Charles “Corky” Withers, as played by Hopkins in the 1978 horror film Magic, is similar. A magician who finds success by incorporating a foul-mouthed ventriloquist’s dummy named Fats into his act, Corky is almost unfailingly polite, seemingly easygoing, and reserved in his mannerisms. Even when armed with his fast-talking alter ego, Corky manages to charm strangers and old friends alike. But it’s in the little moments between words, when he cocks his head or stares just a little too long at someone, that the viewer gets the impression of a person who’s not all there. Just as another Anthony gave a lonely man named Norman Bates enough understated shyness for him to plausibly come across as an everyman to Marion Crane, Hopkins lends Corky a sweet, smiling demeanor. When the faintest undercurrent of mania appears, it’s that much more disconcerting.

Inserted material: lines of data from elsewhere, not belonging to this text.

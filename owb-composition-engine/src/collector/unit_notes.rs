//! 单个单位的编制说明收集
//! 遍历单位记录的已知字段，解析名称 → 规范化 → 字典查找 → 去重累积
//! 任何字段形态异常都视为"无贡献"，不会报错

use serde_json::{Map, Value};

use crate::core::{CompositionNoteSet, RulesDictionary};
use crate::normalizer::{canonicalize, resolve_name, split_composite};
use crate::utils::preview_compact;

/// 单次扫描上下文
struct NoteScan<'d> {
    dict: &'d RulesDictionary,
    notes: CompositionNoteSet,
}

impl<'d> NoteScan<'d> {
    fn new(dict: &'d RulesDictionary) -> Self {
        Self {
            dict,
            notes: CompositionNoteSet::new(),
        }
    }

    /// 统一的累加步骤：缺失跳过 → 规范化 → 查找 → 有说明则插入
    #[inline]
    fn try_add(&mut self, raw: Option<&str>) {
        let Some(raw) = raw else {
            return;
        };
        let key = canonicalize(raw);
        if key.is_empty() {
            return;
        }
        self.add_key(&key);
    }

    /// 已规范化（或预小写）的键直接查找
    #[inline]
    fn add_key(&mut self, key: &str) {
        if let Some(note) = self.dict.note_for(key) {
            self.notes.insert(note);
        }
    }

    /// 单个条目：解析名称后查找，不拆分逗号
    #[inline]
    fn add_item(&mut self, item: &Value) {
        self.try_add(resolve_name(item));
    }

    /// 复合名称条目：解析名称后按逗号拆分，每段独立查找
    fn add_composite(&mut self, item: &Value) {
        if let Some(name) = resolve_name(item) {
            for segment in split_composite(name) {
                self.try_add(Some(segment));
            }
        }
    }

    /// 序列字段：逐个条目查找
    fn add_sequence(&mut self, field: Option<&Value>) {
        if let Some(Value::Array(items)) = field {
            for item in items {
                self.add_item(item);
            }
        }
    }

    fn add_special_rules(&mut self, field: Option<&Value>) {
        match field {
            Some(Value::Array(rules)) => {
                for rule in rules {
                    self.add_composite(rule);
                }
            }
            Some(single @ Value::Object(_)) => self.add_composite(single),
            _ => {}
        }
    }

    /// 装备：仅 active 条目；显示名按逗号拆分、小写后直接查找
    fn add_equipment(&mut self, field: Option<&Value>) {
        for entry in active_entries(field) {
            if let Some(name) = resolve_name(entry) {
                for segment in split_composite(name) {
                    self.add_key(&segment.to_lowercase());
                }
            }
        }
    }

    /// 装备分类：每个分类的 selected 子序列
    fn add_item_categories(&mut self, field: Option<&Value>) {
        if let Some(Value::Array(categories)) = field {
            for category in categories {
                self.add_sequence(category.get("selected"));
            }
        }
    }

    fn add_armor(&mut self, field: Option<&Value>) {
        match field {
            Some(Value::Array(_)) => self.add_sequence(field),
            Some(single) => self.add_item(single),
            None => {}
        }
    }

    /// 坐骑选项：仅 active 条目，规范化后直接查找
    fn add_mounts(&mut self, field: Option<&Value>) {
        for entry in active_entries(field) {
            self.add_item(entry);
        }
    }

    /// 指挥组：仅 active 条目；名称按逗号拆分，另含嵌套 magic.selected
    fn add_command(&mut self, field: Option<&Value>) {
        for entry in active_entries(field) {
            self.add_composite(entry);
            let nested = entry.get("magic").and_then(|magic| magic.get("selected"));
            self.add_sequence(nested);
        }
    }

    /// 字段访问顺序固定，保证结果的插入顺序可复现
    fn scan(mut self, fields: &Map<String, Value>) -> CompositionNoteSet {
        if let Some(name) = fields.get("name") {
            self.add_item(name);
        }
        if let Some(mount) = fields.get("mount") {
            self.add_item(mount);
        }
        self.add_special_rules(fields.get("specialRules"));
        self.add_sequence(fields.get("weapons"));
        self.add_sequence(fields.get("magicItems"));
        self.add_sequence(fields.get("options"));
        self.add_equipment(fields.get("equipment"));
        self.add_item_categories(fields.get("items"));
        self.add_armor(fields.get("armor"));
        self.add_mounts(fields.get("mounts"));
        self.add_command(fields.get("command"));
        self.notes
    }
}

/// 仅 `active: true` 的对象条目
fn active_entries(field: Option<&Value>) -> impl Iterator<Item = &Value> {
    let entries: &[Value] = match field {
        Some(Value::Array(items)) => items,
        _ => &[],
    };
    entries
        .iter()
        .filter(|entry| matches!(entry.get("active"), Some(Value::Bool(true))))
}

/// 收集单个单位的编制说明（插入有序、去重）
/// 非对象输入返回空集合
pub fn collect_unit_notes(unit: &Value, dict: &RulesDictionary) -> CompositionNoteSet {
    let Value::Object(fields) = unit else {
        return CompositionNoteSet::new();
    };
    let notes = NoteScan::new(dict).scan(fields);
    let label = fields.get("name").and_then(resolve_name).unwrap_or("<unnamed>");
    log::debug!("[NOTES] unit={} | notes={}", preview_compact(label, 40), notes.len());
    notes
}

/// 同 [`collect_unit_notes`]，直接返回有序列表
pub fn collect_unit_note_list(unit: &Value, dict: &RulesDictionary) -> Vec<String> {
    collect_unit_notes(unit, dict).into_vec()
}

After a brief opening demonstrating his failure as a solo magic act, Magic jumps ahead to Corky’s nightclub success following the addition of Fats. This being a horror movie prominently featuring a dummy, it’s no spoiler to reveal the magician’s dark secret: that he’s begun to treat Fats as a separate living entity, essentially an embodiment of his own id. William Goldman adapted Magic from his novel of the same name (producer Joseph Levine paid him $1 million for the rights—a princely sum at the time, even for a multi-Oscar winner), and whereas the book was a first-person account, here the screenwriter keeps us at a distance from Corky’s inner thoughts, the better to ratchet up audience uncertainty about just what he’s thinking—and what he’s capable of. The dialogue is refreshingly understated for the genre, and Goldman maintains a grounded humanism even in Corky’s wildest outbursts, to the point where it’s never even said aloud what, exactly, is the magician’s problem.

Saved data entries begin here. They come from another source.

use std::fmt::{self, Write};

/// 日志预览视图：连续空白折叠为单个空格，超长截断并追加省略号
/// 仅在格式化时遍历源字符串，不产生中间 String
pub struct CompactPreview<'a> {
    source: &'a str,
    max_chars: usize,
}

impl fmt::Display for CompactPreview<'_> {
    fn fmt(&self, f: &mut fmt::Formatter<'_>) -> fmt::Result {
        let mut written = 0;
        let mut pending_space = false;

        for ch in self.source.trim().chars() {
            if ch.is_whitespace() {
                pending_space = true;
                continue;
            }
            if written >= self.max_chars {
                return f.write_char('…');
            }
            if pending_space {
                f.write_char(' ')?;
                written += 1;
                pending_space = false;
            }
            f.write_char(ch)?;
            written += 1;
        }
        Ok(())
    }
}

#[inline(always)]
pub fn preview_compact(s: &str, max_chars: usize) -> CompactPreview<'_> {
    CompactPreview {
        source: s,
        max_chars,
    }
}

/// 说明列表日志格式：[note1, note2, ...] (total: N)
pub fn compress_note_list<S: AsRef<str>>(notes: &[S]) -> String {
    const MAX_COUNT: usize = 5;
    const MAX_NOTE_LEN: usize = 30;

    if notes.is_empty() {
        return "[empty]".to_string();
    }

    let mut out = String::with_capacity(MAX_COUNT * (MAX_NOTE_LEN + 2) + 20);
    out.push('[');
    for (idx, note) in notes.iter().take(MAX_COUNT).enumerate() {
        if idx > 0 {
            out.push_str(", ");
        }
        let _ = write!(out, "{}", preview_compact(note.as_ref(), MAX_NOTE_LEN));
    }
    if notes.len() > MAX_COUNT {
        let _ = write!(out, ", … (total: {})", notes.len());
    }
    out.push(']');
    out
}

The film is unnerving even for those who aren’t automatonophobes. Director Richard Attenborough favors long, lingering shots of Corky and his wooden accomplice—so much so that viewers could be forgiven for repeatedly wondering if the film is going to lurch into supernatural territory and have the dummy come alive. The most anxiety-inducing sequence in Magic isn’t any of the explosive moments of violence but rather when Corky and his agent, Ben (a wonderful Burgess Meredith), sit quietly facing one another after the latter walks in and catches his talent screaming at Fats as though he were alive. Taking out a cigar, Ben tells Corky he’ll forget what he just saw, provided they can go five minutes without Fats talking. As the seconds tick by, Hopkins’ increasingly agitated Corky starts to drop his mask. By the end, even Hannibal Lecter might feel too uncomfortable to stick around.

Availability: Magic is currently streaming on HBO Max. It’s also available to rent or purchase digitally from Amazon, Apple, or Microsoft.